#### Fine-tuning a pretrained Spacy model

In order to improve the accuracy of the models discussed during the model evaluation part, the chosen models will be fine-tuned to be accomodated to our task and the way which we've annotated our entities.

##### Fine-tune Example

This example will show a glimpse of fine-tuning a Spacy pretrained model and how it can lead to desired results. The fine tuning is achieved through the *model.update()* function which takes as input **Example** objects that contain pairs of sentences and their corresponding entities that follow the IOB2 schema.  

In [9]:
import spacy
import random
from spacy import displacy
from spacy.training import Example
from ner_test_utils import load_spacy_ner_model

##### Load a pretrained model & Enable the NER component
original_model = load_spacy_ner_model("en_core_web_md")
fine_tuned = load_spacy_ner_model("en_core_web_md")

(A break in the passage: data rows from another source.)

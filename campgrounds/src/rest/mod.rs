// III-IV
// Copyright 2023 Julio Merino
//
// Licensed under the Apache License, Version 2.0 (the "License"); you may not
// use this file except in compliance with the License.  You may obtain a copy
// of the License at:
//
//     http://www.apache.org/licenses/LICENSE-2.0
//
// Unless required by applicable law or agreed to in writing, software
// distributed under the License is distributed on an "AS IS" BASIS, WITHOUT
// WARRANTIES OR CONDITIONS OF ANY KIND, either express or implied.  See the
// License for the specific language governing permissions and limitations
// under the License.

//! Entry point to the REST server.

use crate::driver::Driver;
use crate::views;
use axum::Router;
use axum::extract::{DefaultBodyLimit, Request};
use axum::middleware::{Next, from_fn};
use axum::response::{Html, IntoResponse, Response};
use campgrounds_core::rest::{ErrorPage, catch_panics, method_override, not_found};
use tower::ServiceBuilder;

mod campground_delete;
mod campground_edit_get;
mod campground_get;
mod campground_new_get;
mod campground_put;
mod campgrounds_get;
mod campgrounds_post;
mod home_get;
mod review_delete;
mod reviews_post;
#[cfg(test)]
mod testutils;

/// Maximum size of the body of any request.
const MAX_BODY_SIZE: usize = 64 * 1024;

/// Message shown in error pages when the failure did not provide one.
const DEFAULT_ERROR_MESSAGE: &str = "Something Went Wrong!";

/// Middleware that renders the error page for any response that carries error details.
///
/// This is the single place where errors become user-visible pages.
async fn render_error_page(request: Request, next: Next) -> Response {
    let response = next.run(request).await;
    let Some(error) = response.extensions().get::<ErrorPage>() else {
        return response;
    };

    let message =
        if error.message.is_empty() { DEFAULT_ERROR_MESSAGE } else { error.message.as_str() };
    (error.status, Html(views::error_page(error.status, message))).into_response()
}

/// Wraps the `router` of the application with the middleware that applies to all requests.
///
/// Method overrides must be resolved before routing happens, which is why these are not added as
/// layers of the router itself.
fn wrap(router: Router) -> Router {
    Router::new().fallback_service(
        ServiceBuilder::new()
            .layer(from_fn(method_override))
            .layer(from_fn(render_error_page))
            .layer(from_fn(catch_panics))
            .service(router),
    )
}

/// Creates the router for the application.
pub(crate) fn app(driver: Driver) -> Router {
    use axum::routing::{delete, get, post};

    let router = Router::new()
        .route("/", get(home_get::handler).fallback(not_found))
        .route(
            "/campgrounds",
            get(campgrounds_get::handler).post(campgrounds_post::handler).fallback(not_found),
        )
        .route("/campgrounds/new", get(campground_new_get::handler).fallback(not_found))
        .route(
            "/campgrounds/:id",
            get(campground_get::handler)
                .put(campground_put::handler)
                .delete(campground_delete::handler)
                .fallback(not_found),
        )
        .route("/campgrounds/:id/edit", get(campground_edit_get::handler).fallback(not_found))
        .route("/campgrounds/:id/reviews", post(reviews_post::handler).fallback(not_found))
        .route(
            "/campgrounds/:id/reviews/:review_id",
            delete(review_delete::handler).fallback(not_found),
        )
        .fallback(not_found)
        .layer(DefaultBodyLimit::max(MAX_BODY_SIZE))
        .with_state(driver);
    wrap(router)
}

#[cfg(test)]
mod tests {
    use super::testutils::*;
    use super::*;
    use axum::http;
    use axum::routing::get;
    use campgrounds_core::rest::RestError;
    use campgrounds_core::rest::testutils::OneShotBuilder;

    #[tokio::test]
    async fn test_unknown_path() {
        let context = TestContext::setup().await;

        for path in ["/nothing-here", "/campgrounds/a/b/c/d", "/campgrounds/"] {
            OneShotBuilder::new(context.app(), (http::Method::GET, path))
                .send_empty()
                .await
                .expect_status(http::StatusCode::NOT_FOUND)
                .expect_error("<h1>Page Not Found</h1>")
                .await;
        }
    }

    #[tokio::test]
    async fn test_unknown_method_on_known_path() {
        let context = TestContext::setup().await;

        OneShotBuilder::new(context.app(), (http::Method::PATCH, "/campgrounds"))
            .send_empty()
            .await
            .expect_status(http::StatusCode::NOT_FOUND)
            .expect_error("Page Not Found")
            .await;

        OneShotBuilder::new(context.app(), (http::Method::POST, "/campgrounds/new"))
            .send_empty()
            .await
            .expect_status(http::StatusCode::NOT_FOUND)
            .expect_error("Page Not Found")
            .await;
    }

    #[tokio::test]
    async fn test_unsupported_method_override() {
        let context = TestContext::setup().await;
        let campground = context.create_campground("c").await;

        OneShotBuilder::new(
            context.app(),
            (http::Method::POST, format!("/campgrounds/{}", campground.id())),
        )
        .with_query(vec![("_method", "PATCH")])
        .send_empty()
        .await
        .expect_status(http::StatusCode::NOT_FOUND)
        .expect_error("Page Not Found")
        .await;

        assert!(context.get_campground(*campground.id()).await.is_some());
    }

    #[tokio::test]
    async fn test_error_pages_are_html() {
        let context = TestContext::setup().await;

        let response = OneShotBuilder::new(context.app(), (http::Method::GET, "/missing"))
            .send_empty()
            .await
            .expect_status(http::StatusCode::NOT_FOUND)
            .take_response()
            .await;
        let content_type = response.headers().get(http::header::CONTENT_TYPE).unwrap();
        assert_eq!("text/html; charset=utf-8", content_type.to_str().unwrap());
    }

    #[tokio::test]
    async fn test_malformed_paths_render_error_page() {
        let context = TestContext::setup().await;
        let campground = context.create_campground("c").await;

        for (method, path) in [
            (http::Method::GET, "/campgrounds/%FF".to_owned()),
            (http::Method::GET, "/campgrounds/%FF/edit".to_owned()),
            (http::Method::DELETE, format!("/campgrounds/{}/reviews/%FF", campground.id())),
        ] {
            let response = OneShotBuilder::new(context.app(), (method.clone(), path.clone()))
                .send_empty()
                .await
                .expect_status(http::StatusCode::BAD_REQUEST)
                .take_response()
                .await;
            let content_type = response.headers().get(http::header::CONTENT_TYPE).unwrap();
            assert_eq!("text/html; charset=utf-8", content_type.to_str().unwrap());

            OneShotBuilder::new(context.app(), (method, path))
                .send_empty()
                .await
                .expect_status(http::StatusCode::BAD_REQUEST)
                .expect_error("<h1>Invalid URL")
                .await;
        }
    }

    #[tokio::test]
    async fn test_panics_render_default_message() {
        let router = Router::new().route(
            "/boom",
            get(|| async {
                if true {
                    panic!("Something deep inside broke");
                }
                "unreachable"
            }),
        );

        OneShotBuilder::new(wrap(router), (http::Method::GET, "/boom"))
            .send_empty()
            .await
            .expect_status(http::StatusCode::INTERNAL_SERVER_ERROR)
            .expect_error("<h1>Something Went Wrong!</h1>")
            .await;
    }

    #[tokio::test]
    async fn test_errors_keep_their_message() {
        let router = Router::new().route(
            "/fail",
            get(|| async { Err::<(), _>(RestError::InternalError("Disk <full>".to_owned())) }),
        );

        OneShotBuilder::new(wrap(router), (http::Method::GET, "/fail"))
            .send_empty()
            .await
            .expect_status(http::StatusCode::INTERNAL_SERVER_ERROR)
            .expect_error("<h1>Disk &lt;full&gt;</h1>")
            .await;
    }

    #[tokio::test]
    async fn test_successful_responses_untouched() {
        let router = Router::new().route("/plain", get(|| async { "just text" }));

        OneShotBuilder::new(wrap(router), (http::Method::GET, "/plain"))
            .send_empty()
            .await
            .expect_text("^just text$")
            .await;
    }

    #[tokio::test]
    async fn test_e2e_campground_lifecycle() {
        let context = TestContext::setup().await;

        let location = OneShotBuilder::new(context.app(), (http::Method::POST, "/campgrounds"))
            .send_form(campground_form("Lakeside", "12.50"))
            .await
            .expect_redirect()
            .await;

        OneShotBuilder::new(context.app(), (http::Method::GET, &location))
            .send_empty()
            .await
            .expect_text("<h1>Lakeside</h1>")
            .await;

        let reviews_path = format!("{}/reviews", location);
        for (body, rating) in [("Lovely", "5"), ("Buggy", "2")] {
            let redirect = OneShotBuilder::new(context.app(), (http::Method::POST, &reviews_path))
                .send_form(vec![("review[body]", body), ("review[rating]", rating)])
                .await
                .expect_redirect()
                .await;
            assert_eq!(location, redirect);
        }

        let body = OneShotBuilder::new(context.app(), (http::Method::GET, &location))
            .send_empty()
            .await
            .take_body_as_text()
            .await;
        let lovely = body.find("Review: Lovely").unwrap();
        let buggy = body.find("Review: Buggy").unwrap();
        assert!(lovely < buggy);

        let edit_path = format!("{}/edit", location);
        OneShotBuilder::new(context.app(), (http::Method::GET, &edit_path))
            .send_empty()
            .await
            .expect_text("value=\"Lakeside\"")
            .await;

        let redirect = OneShotBuilder::new(context.app(), (http::Method::POST, &location))
            .with_query(vec![("_method", "PUT")])
            .send_form(campground_form("Riverside", "20"))
            .await
            .expect_redirect()
            .await;
        assert_eq!(location, redirect);

        OneShotBuilder::new(context.app(), (http::Method::GET, &location))
            .send_empty()
            .await
            .expect_text("<h1>Riverside</h1>")
            .await;

        let redirect = OneShotBuilder::new(context.app(), (http::Method::POST, &location))
            .with_query(vec![("_method", "DELETE")])
            .send_empty()
            .await
            .expect_redirect()
            .await;
        assert_eq!("/campgrounds", redirect);

        OneShotBuilder::new(context.app(), (http::Method::GET, &location))
            .send_empty()
            .await
            .expect_status(http::StatusCode::NOT_FOUND)
            .expect_error("Campground not found")
            .await;

        assert_eq!(2, context.get_reviews().await.len());
    }
}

print("Two models loaded (a default one and a copy of it to be fine-tuned)\n...")

##### Custom Train Set
train_set = [
     ("This Digital Health project was funded by the WHO in cooperation with the United Kingdom and the United States, spearheaded by Dr. Christoph John who graduated in Japan",
      ["O", "O", "O", "O", "O", "O", "O", "O", "U-ORG", "O", "O", "O", "O", "B-GPE", "L-GPE", "O", "O", "B-GPE", "L-GPE", "O", "O", "B-PERSON", "I-PERSON", "L-PERSON", "O", "O",
       "O", "O", "U-GPE"]),
     ("What is GDPR, the EU's new data protection law?", ["O", "O", "U-LAW", "O", "U-ORG", "O", "O", "O", "O", "O", "O"])]

##### Train the NER model
optimizer = fine_tuned.resume_training()
epochs = 5
losses_dictionary = {}
dropout = 0.0

for i in range(epochs):
    random.shuffle(train_set)
    for text, annotations in train_set:
        doc = fine_tuned.make_doc(text)
        example = Example.from_dict(doc, {"entities": annotations})
        fine_tuned.update([example],  sgd = optimizer, losses = losses_dictionary, drop = dropout)
        
print("Fine-Tuning Finished")

Two models loaded (a default one and a copy of it to be fine-tuned)
...
Fine-Tuning Finished


On the same example sentence, perform one prediction from the original pretrained model and the fine-tuned version of it to show that the differences (if any) impact our desired performance positively.

In [10]:
#### Test the model on a new sentence
example_sentence = "The United States agreed to strengthen it's cooperation with digital health organizations in Paris and Geneva, while following GDPR"
doc = original_model(example_sentence)
docerino = fine_tuned(example_sentence)

print('Original Model: ')
displacy.render(doc, style = 'ent')
print('Fine-tuned:')
displacy.render(docerino, style = 'ent')

Original Model: 


Fine-tuned:


##### Model Fine-Tuning to our Custom Dataset

First of all, the dataset will be loaded from Prodigy again with the difference being the split into a train and test set. The train set will be used to update (fine-tune) the pretrained model while the test set to evaluate it as before.

In [11]:
from ner_test_utils import load_spacy_ner_model

spacy.prefer_gpu()
model_name = "en_core_web_trf"
nlp = load_spacy_ner_model(model_name)
    
# nlp = spacy.load(model_name, disable = ['tagger', 'parser', 'attribute_ruler', 'lemmatizer'])
print("Spacy NLP model named '{}' successfully loaded".format(model_name))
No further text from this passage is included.